Problem description
After locating the line with "store.list_unresolved_predictions(hours(14), None, 2).await?;" in the data that follows, return it and every later line exactly, up to and including the line with "assert_eq!(btc.open_time, hours(19));".

Extracted records

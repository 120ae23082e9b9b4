// Wiring of persistence and services
pub mod bootstrap;

// Model training, inference and outcome resolution
pub mod ml;

// Application lifecycle, scheduling and cancellation
pub mod system;
mod common;

use common::{SYMBOL, base_time, hours, separable_rows};
use mlsignal::domain::errors::{MlError, is_no_rows_affected};
use mlsignal::domain::market::Timeframe;
use mlsignal::domain::ml::{
    ArtifactFormat, Direction, ModelVersion, Prediction, PredictionFilter, PredictionResolution,
    RiskLevel, Signal, SignalFilter,
};
use mlsignal::domain::repositories::{FeatureStore, ModelRegistry, PredictionStore, SignalStore};
use mlsignal::infrastructure::persistence::Database;
use mlsignal::infrastructure::persistence::repositories::{
    SqliteFeatureStore, SqliteModelRegistry, SqlitePredictionStore, SqliteSignalStore,
};
use std::sync::Arc;

fn version(key: &str, v: i64) -> ModelVersion {
    ModelVersion::new(
        key,
        v,
        base_time(),
        hours(100),
        "{}".to_string(),
        r#"{"auc":0.61}"#.to_string(),
        ArtifactFormat::Json,
        format!("artifact-{}", v).into_bytes(),
    )
}

fn prediction(model_key: &str, prob_up: f64) -> Prediction {
    Prediction {
        id: None,
        symbol: SYMBOL.to_string(),
        interval: Timeframe::OneHour,
        open_time: hours(10),
        target_time: hours(14),
        model_key: model_key.to_string(),
        model_version: 1,
        prob_up,
        confidence: (prob_up - 0.5).abs() * 2.0,
        direction: Direction::Long,
        risk: RiskLevel::clamped(3),
        signal_id: None,
        details_json: "{}".to_string(),
        resolved_at: None,
        actual_up: None,
        is_correct: None,
        realized_return: None,
    }
}

#[tokio::test]
async fn test_next_version_is_monotonic_per_key() -> anyhow::Result<()> {
    let db = Database::in_memory().await?;
    let registry = SqliteModelRegistry::new(db.pool.clone());

    assert_eq!(registry.next_version("logreg").await?, 1);
    assert_eq!(registry.next_version("logreg").await?, 2);
    assert_eq!(registry.next_version("xgboost").await?, 1);
    assert_eq!(registry.next_version("logreg").await?, 3);
    Ok(())
}

#[tokio::test]
async fn test_concurrent_next_version_never_repeats() -> anyhow::Result<()> {
    let db = Database::in_memory().await?;
    let registry = Arc::new(SqliteModelRegistry::new(db.pool.clone()));

    let mut handles = Vec::new();
    for _ in 0..8 {
        let registry = Arc::clone(&registry);
        handles.push(tokio::spawn(
            async move { registry.next_version("logreg").await },
        ));
    }

    let mut versions = Vec::new();
    for handle in handles {
        versions.push(handle.await??);
    }
    versions.sort_unstable();
    assert_eq!(versions, (1..=8).collect::<Vec<i64>>());
    Ok(())
}

#[tokio::test]
async fn test_activation_keeps_exactly_one_active_version() -> anyhow::Result<()> {
    let db = Database::in_memory().await?;
    let registry = SqliteModelRegistry::new(db.pool.clone());

    for v in 1..=3 {
        let stored = registry.insert_model_version(&version("logreg", v)).await?;
        assert!(stored.id.is_some());
        assert!(!stored.is_active);
    }
    assert!(registry.get_active_model("logreg").await?.is_none());

    registry.activate_model("logreg", 1).await?;
    registry.activate_model("logreg", 3).await?;

    let active = registry.get_active_model("logreg").await?.unwrap();
    assert_eq!(active.version, 3);
    assert_eq!(active.artifact_blob, b"artifact-3".to_vec());
    assert_eq!(active.metric("auc")?, Some(0.61));

    let versions = registry.list_model_versions("logreg").await?;
    assert_eq!(versions.len(), 3);
    assert_eq!(versions.iter().filter(|v| v.is_active).count(), 1);
    assert_eq!(versions[0].version, 3);
    Ok(())
}

#[tokio::test]
async fn test_activating_unknown_version_keeps_current() -> anyhow::Result<()> {
    let db = Database::in_memory().await?;
    let registry = SqliteModelRegistry::new(db.pool.clone());

    registry.insert_model_version(&version("xgboost", 1)).await?;
    registry.activate_model("xgboost", 1).await?;

    let err = registry.activate_model("xgboost", 9).await.unwrap_err();
    assert!(matches!(
        err.downcast_ref::<MlError>(),
        Some(MlError::ModelVersionNotFound { version: 9, .. })
    ));

    let active = registry.get_active_model("xgboost").await?.unwrap();
    assert_eq!(active.version, 1);
    Ok(())
}

#[tokio::test]
async fn test_duplicate_version_insert_is_rejected() -> anyhow::Result<()> {
    let db = Database::in_memory().await?;
    let registry = SqliteModelRegistry::new(db.pool.clone());

    registry.insert_model_version(&version("logreg", 1)).await?;
    assert!(registry.insert_model_version(&version("logreg", 1)).await.is_err());
    Ok(())
}

#[tokio::test]
async fn test_prediction_upsert_is_idempotent() -> anyhow::Result<()> {
    let db = Database::in_memory().await?;
    let store = SqlitePredictionStore::new(db.pool.clone());

    let first = store.upsert_prediction(&prediction("logreg", 0.7)).await?;
    let mut refreshed = prediction("logreg", 0.8);
    refreshed.confidence = 0.65;
    refreshed.details_json = r#"{"p_logreg":0.8}"#.to_string();
    let second = store.upsert_prediction(&refreshed).await?;

    assert_eq!(first.id, second.id);
    assert_eq!(second.prob_up, 0.8);
    assert_eq!(second.confidence, 0.65);
    assert_eq!(second.details_json, r#"{"p_logreg":0.8}"#);

    let all = store.list_predictions(&PredictionFilter::default()).await?;
    assert_eq!(all.len(), 1);
    assert_eq!(all[0].id, first.id);
    assert_eq!(all[0].confidence, 0.65);
    assert_eq!(all[0].details_json, r#"{"p_logreg":0.8}"#);
    Ok(())
}

#[tokio::test]
async fn test_resolution_happens_once_and_survives_upsert() -> anyhow::Result<()> {
    let db = Database::in_memory().await?;
    let store = SqlitePredictionStore::new(db.pool.clone());

    let stored = store.upsert_prediction(&prediction("logreg", 0.7)).await?;
    let id = stored.id.unwrap();
    let resolution = PredictionResolution {
        resolved_at: hours(15),
        actual_up: true,
        is_correct: true,
        realized_return: 0.012,
    };

    store.resolve_prediction(id, &resolution).await?;
    let err = store.resolve_prediction(id, &resolution).await.unwrap_err();
    assert!(is_no_rows_affected(&err));

    let mut flipped = prediction("logreg", 0.2);
    flipped.direction = Direction::Short;
    let refreshed = store.upsert_prediction(&flipped).await?;
    assert_eq!(refreshed.id, Some(id));
    assert_eq!(refreshed.resolved_at, Some(hours(15)));
    assert_eq!(refreshed.is_correct, Some(true));
    // graded fields are frozen once resolved
    assert_eq!(refreshed.prob_up, 0.7);
    assert_eq!(refreshed.direction, Direction::Long);
    assert!(store.list_unresolved_predictions(hours(100), None, 10).await?.is_empty());
    Ok(())
}

#[tokio::test]
async fn test_unresolved_listing_skips_anomaly_rows() -> anyhow::Result<()> {
    let db = Database::in_memory().await?;
    let store = SqlitePredictionStore::new(db.pool.clone());

    store.upsert_prediction(&prediction("iforest_1h", 0.5)).await?;
    store.upsert_prediction(&prediction("ensemble", 0.9)).await?;

    let due = store.list_unresolved_predictions(hours(14), None, 10).await?;
    assert_eq!(due.len(), 1);
    assert_eq!(due[0].model_key, "ensemble");

    // not yet due
    assert!(store.list_unresolved_predictions(hours(13), None, 10).await?.is_empty());
    Ok(())
}

#[tokio::test]
async fn test_unresolved_listing_pages_by_cursor() -> anyhow::Result<()> {
    let db = Database::in_memory().await?;
    let store = SqlitePredictionStore::new(db.pool.clone());

    // three rows sharing one target time, so the id breaks the tie
    for key in ["logreg", "xgboost", "ensemble"] {
        store.upsert_prediction(&prediction(key, 0.7)).await?;
    }

    let first = store.list_unresolved_predictions(hours(14), None, 2).await?;
    assert_eq!(first.len(), 2);
    let cursor = (first[1].target_time, first[1].id.unwrap());

    let rest = store
        .list_unresolved_predictions(hours(14), Some(cursor), 2)
        .await?;
    assert_eq!(rest.len(), 1);
    assert_eq!(rest[0].model_key, "ensemble");
    assert!(rest[0].id > first[1].id);
    Ok(())
}

#[tokio::test]
async fn test_signal_upsert_returns_stable_id() -> anyhow::Result<()> {
    let db = Database::in_memory().await?;
    let store = SqliteSignalStore::new(db.pool.clone());

    let signal = Signal::new(
        SYMBOL,
        Timeframe::OneHour,
        "ml_logreg",
        hours(10),
        Direction::Long,
        RiskLevel::clamped(3),
        "{}".to_string(),
    );
    let first = store.insert_signals(&[signal.clone()]).await?;

    let mut refreshed = signal;
    refreshed.risk = RiskLevel::clamped(2);
    let second = store.insert_signals(&[refreshed]).await?;

    assert_eq!(first[0].id, second[0].id);
    let listed = store
        .list_signals(&SignalFilter::at(SYMBOL, Timeframe::OneHour, hours(10)))
        .await?;
    assert_eq!(listed.len(), 1);
    assert_eq!(listed[0].risk.value(), 2);
    Ok(())
}

#[tokio::test]
async fn test_attach_signal_to_missing_prediction_fails() -> anyhow::Result<()> {
    let db = Database::in_memory().await?;
    let store = SqlitePredictionStore::new(db.pool.clone());

    let err = store.attach_signal_id(404, 1).await.unwrap_err();
    assert!(is_no_rows_affected(&err));
    Ok(())
}

#[tokio::test]
async fn test_feature_store_latest_row_per_symbol() -> anyhow::Result<()> {
    let db = Database::in_memory().await?;
    let store = SqliteFeatureStore::new(db.pool.clone());

    let mut rows = separable_rows(SYMBOL, 20, 3);
    rows.extend(separable_rows("ETHUSDT", 12, 4));
    assert_eq!(store.upsert_rows(&rows).await?, 32);

    let latest = store.list_latest_by_interval(Timeframe::OneHour).await?;
    assert_eq!(latest.len(), 2);
    let btc = latest.iter().find(|r| r.symbol == SYMBOL).unwrap();
    let eth = latest.iter().find(|r| r.symbol == "ETHUSDT").unwrap();
    assert_eq!(btc.open_time, hours(19));
    assert_eq!(eth.open_time, hours(11));
    assert_eq!(btc.features.len(), rows[0].features.len());

    let labeled = store
        .list_labeled_rows(Timeframe::OneHour, hours(0), hours(5))
        .await?;
    assert_eq!(labeled.len(), 12);
    assert!(labeled.windows(2).all(|w| w[0].open_time <= w[1].open_time));

    assert!(
        store
            .list_latest_by_interval(Timeframe::FourHour)
            .await?
            .is_empty()
    );
    Ok(())
}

Output below
    let first = store.list_unresolved_predictions(hours(14), None, 2).await?;
    assert_eq!(first.len(), 2);
    let cursor = (first[1].target_time, first[1].id.unwrap());

    let rest = store
        .list_unresolved_predictions(hours(14), Some(cursor), 2)
        .await?;
    assert_eq!(rest.len(), 1);
    assert_eq!(rest[0].model_key, "ensemble");
    assert!(rest[0].id > first[1].id);
    Ok(())
}

#[tokio::test]
async fn test_signal_upsert_returns_stable_id() -> anyhow::Result<()> {
    let db = Database::in_memory().await?;
    let store = SqliteSignalStore::new(db.pool.clone());

    let signal = Signal::new(
        SYMBOL,
        Timeframe::OneHour,
        "ml_logreg",
        hours(10),
        Direction::Long,
        RiskLevel::clamped(3),
        "{}".to_string(),
    );
    let first = store.insert_signals(&[signal.clone()]).await?;

    let mut refreshed = signal;
    refreshed.risk = RiskLevel::clamped(2);
    let second = store.insert_signals(&[refreshed]).await?;

    assert_eq!(first[0].id, second[0].id);
    let listed = store
        .list_signals(&SignalFilter::at(SYMBOL, Timeframe::OneHour, hours(10)))
        .await?;
    assert_eq!(listed.len(), 1);
    assert_eq!(listed[0].risk.value(), 2);
    Ok(())
}

#[tokio::test]
async fn test_attach_signal_to_missing_prediction_fails() -> anyhow::Result<()> {
    let db = Database::in_memory().await?;
    let store = SqlitePredictionStore::new(db.pool.clone());

    let err = store.attach_signal_id(404, 1).await.unwrap_err();
    assert!(is_no_rows_affected(&err));
    Ok(())
}

#[tokio::test]
async fn test_feature_store_latest_row_per_symbol() -> anyhow::Result<()> {
    let db = Database::in_memory().await?;
    let store = SqliteFeatureStore::new(db.pool.clone());

    let mut rows = separable_rows(SYMBOL, 20, 3);
    rows.extend(separable_rows("ETHUSDT", 12, 4));
    assert_eq!(store.upsert_rows(&rows).await?, 32);

    let latest = store.list_latest_by_interval(Timeframe::OneHour).await?;
    assert_eq!(latest.len(), 2);
    let btc = latest.iter().find(|r| r.symbol == SYMBOL).unwrap();
    let eth = latest.iter().find(|r| r.symbol == "ETHUSDT").unwrap();
    assert_eq!(btc.open_time, hours(19));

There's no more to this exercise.